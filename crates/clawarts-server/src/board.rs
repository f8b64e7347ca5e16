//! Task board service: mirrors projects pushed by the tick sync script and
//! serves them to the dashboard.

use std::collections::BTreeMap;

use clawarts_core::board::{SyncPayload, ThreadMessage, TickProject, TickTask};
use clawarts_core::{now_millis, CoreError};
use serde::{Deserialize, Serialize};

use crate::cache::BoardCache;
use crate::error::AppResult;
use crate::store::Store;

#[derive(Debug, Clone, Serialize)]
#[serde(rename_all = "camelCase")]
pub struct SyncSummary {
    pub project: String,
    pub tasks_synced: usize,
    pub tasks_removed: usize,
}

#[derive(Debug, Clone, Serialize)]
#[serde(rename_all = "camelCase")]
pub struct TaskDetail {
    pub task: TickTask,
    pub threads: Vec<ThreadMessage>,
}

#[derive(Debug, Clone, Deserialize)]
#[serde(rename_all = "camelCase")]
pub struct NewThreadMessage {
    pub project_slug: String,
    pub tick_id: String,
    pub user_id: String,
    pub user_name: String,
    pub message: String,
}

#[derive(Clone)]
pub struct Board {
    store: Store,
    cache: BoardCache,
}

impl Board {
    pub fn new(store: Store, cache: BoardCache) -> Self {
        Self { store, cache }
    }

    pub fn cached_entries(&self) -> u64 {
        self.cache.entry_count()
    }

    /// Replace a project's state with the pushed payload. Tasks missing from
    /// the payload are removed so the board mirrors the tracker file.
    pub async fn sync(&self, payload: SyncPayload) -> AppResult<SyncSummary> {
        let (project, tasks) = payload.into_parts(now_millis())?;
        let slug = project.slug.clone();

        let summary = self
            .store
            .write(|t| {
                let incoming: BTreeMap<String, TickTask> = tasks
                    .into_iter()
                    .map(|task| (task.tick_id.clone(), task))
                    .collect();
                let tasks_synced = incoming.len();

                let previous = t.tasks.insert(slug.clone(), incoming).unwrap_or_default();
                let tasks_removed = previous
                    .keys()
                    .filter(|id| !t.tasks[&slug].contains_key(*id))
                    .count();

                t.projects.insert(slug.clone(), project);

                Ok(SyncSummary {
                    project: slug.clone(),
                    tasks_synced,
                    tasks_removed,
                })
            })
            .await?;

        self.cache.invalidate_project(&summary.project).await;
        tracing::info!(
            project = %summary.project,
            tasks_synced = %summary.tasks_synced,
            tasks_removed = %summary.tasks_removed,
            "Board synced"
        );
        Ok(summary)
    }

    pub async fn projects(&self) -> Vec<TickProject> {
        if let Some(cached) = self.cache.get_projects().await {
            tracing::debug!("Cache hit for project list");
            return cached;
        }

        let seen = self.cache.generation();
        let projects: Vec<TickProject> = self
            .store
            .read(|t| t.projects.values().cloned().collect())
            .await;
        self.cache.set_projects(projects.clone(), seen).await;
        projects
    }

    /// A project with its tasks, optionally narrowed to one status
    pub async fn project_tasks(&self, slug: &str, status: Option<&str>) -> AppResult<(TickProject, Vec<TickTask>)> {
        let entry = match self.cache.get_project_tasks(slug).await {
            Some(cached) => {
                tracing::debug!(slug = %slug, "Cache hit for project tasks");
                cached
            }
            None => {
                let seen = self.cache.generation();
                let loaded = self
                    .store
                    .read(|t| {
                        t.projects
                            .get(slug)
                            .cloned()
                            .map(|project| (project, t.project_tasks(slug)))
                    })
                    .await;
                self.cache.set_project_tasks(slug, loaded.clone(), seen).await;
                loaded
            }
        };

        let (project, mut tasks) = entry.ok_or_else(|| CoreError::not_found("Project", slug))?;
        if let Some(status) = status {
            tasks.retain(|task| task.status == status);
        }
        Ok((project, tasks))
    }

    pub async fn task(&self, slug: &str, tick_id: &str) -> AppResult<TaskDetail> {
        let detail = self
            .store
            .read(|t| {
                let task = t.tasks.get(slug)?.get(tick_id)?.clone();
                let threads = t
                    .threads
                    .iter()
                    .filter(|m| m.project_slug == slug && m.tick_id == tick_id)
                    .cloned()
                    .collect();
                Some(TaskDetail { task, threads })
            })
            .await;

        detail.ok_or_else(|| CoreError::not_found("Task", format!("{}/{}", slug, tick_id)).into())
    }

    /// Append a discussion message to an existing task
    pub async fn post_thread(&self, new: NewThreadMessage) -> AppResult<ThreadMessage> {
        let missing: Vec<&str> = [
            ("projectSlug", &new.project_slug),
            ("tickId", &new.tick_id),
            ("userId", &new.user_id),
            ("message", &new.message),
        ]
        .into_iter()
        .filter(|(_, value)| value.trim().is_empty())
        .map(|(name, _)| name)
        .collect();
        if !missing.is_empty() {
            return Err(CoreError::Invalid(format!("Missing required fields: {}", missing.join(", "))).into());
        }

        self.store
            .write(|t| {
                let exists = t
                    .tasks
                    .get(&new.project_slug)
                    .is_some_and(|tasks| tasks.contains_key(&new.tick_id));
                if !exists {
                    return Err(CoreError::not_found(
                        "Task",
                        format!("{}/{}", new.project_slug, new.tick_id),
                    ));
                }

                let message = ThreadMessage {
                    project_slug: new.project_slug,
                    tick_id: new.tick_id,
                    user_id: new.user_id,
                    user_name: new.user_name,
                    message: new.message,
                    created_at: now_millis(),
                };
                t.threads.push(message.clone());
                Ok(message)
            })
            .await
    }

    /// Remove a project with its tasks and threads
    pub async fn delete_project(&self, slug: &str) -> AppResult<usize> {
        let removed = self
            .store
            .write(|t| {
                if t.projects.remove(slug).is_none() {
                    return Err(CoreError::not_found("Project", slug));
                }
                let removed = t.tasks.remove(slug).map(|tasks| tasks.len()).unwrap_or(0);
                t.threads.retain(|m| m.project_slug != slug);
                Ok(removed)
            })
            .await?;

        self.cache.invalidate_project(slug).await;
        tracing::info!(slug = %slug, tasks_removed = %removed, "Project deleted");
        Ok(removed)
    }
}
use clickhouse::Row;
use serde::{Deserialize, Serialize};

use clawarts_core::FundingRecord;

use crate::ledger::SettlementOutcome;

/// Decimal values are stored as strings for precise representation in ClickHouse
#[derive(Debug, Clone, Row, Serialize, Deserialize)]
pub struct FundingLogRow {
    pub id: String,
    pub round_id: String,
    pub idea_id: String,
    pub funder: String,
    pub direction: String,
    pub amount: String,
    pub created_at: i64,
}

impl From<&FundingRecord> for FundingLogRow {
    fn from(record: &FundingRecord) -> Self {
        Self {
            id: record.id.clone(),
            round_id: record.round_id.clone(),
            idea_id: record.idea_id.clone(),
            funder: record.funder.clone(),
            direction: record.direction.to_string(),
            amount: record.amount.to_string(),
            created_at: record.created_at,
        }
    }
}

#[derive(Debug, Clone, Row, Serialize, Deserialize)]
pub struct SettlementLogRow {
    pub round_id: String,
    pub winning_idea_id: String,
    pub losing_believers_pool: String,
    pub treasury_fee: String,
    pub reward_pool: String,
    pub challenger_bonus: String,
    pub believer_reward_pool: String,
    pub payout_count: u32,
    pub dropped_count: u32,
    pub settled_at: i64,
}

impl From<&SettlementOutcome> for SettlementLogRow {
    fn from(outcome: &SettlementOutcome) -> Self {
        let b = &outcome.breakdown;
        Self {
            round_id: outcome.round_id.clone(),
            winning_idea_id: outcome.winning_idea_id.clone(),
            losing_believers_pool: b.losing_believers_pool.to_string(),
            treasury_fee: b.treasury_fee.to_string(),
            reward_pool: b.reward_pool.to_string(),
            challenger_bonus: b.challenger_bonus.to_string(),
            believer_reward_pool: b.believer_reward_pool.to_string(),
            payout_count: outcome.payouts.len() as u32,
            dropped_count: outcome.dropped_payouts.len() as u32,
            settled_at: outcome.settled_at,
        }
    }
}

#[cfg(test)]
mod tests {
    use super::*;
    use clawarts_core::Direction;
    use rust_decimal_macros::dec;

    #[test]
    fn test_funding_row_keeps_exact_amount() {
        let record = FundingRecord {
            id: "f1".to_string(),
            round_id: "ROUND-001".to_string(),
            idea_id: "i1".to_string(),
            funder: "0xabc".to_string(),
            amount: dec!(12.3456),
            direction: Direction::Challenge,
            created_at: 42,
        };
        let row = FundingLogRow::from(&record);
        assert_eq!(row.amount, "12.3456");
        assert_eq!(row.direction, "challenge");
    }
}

☆ ☆ ☆ ☆ ☆ ☆ ☆

- Exercise -
For the listing above, print only the lines starting at the line containing "payout_count: outcome.payouts.len() as" and ending at the line containing "use super::*;", exactly, both included.

- Answer space -
            payout_count: outcome.payouts.len() as u32,
            dropped_count: outcome.dropped_payouts.len() as u32,
            settled_at: outcome.settled_at,
        }
    }
}

#[cfg(test)]
mod tests {
    use super::*;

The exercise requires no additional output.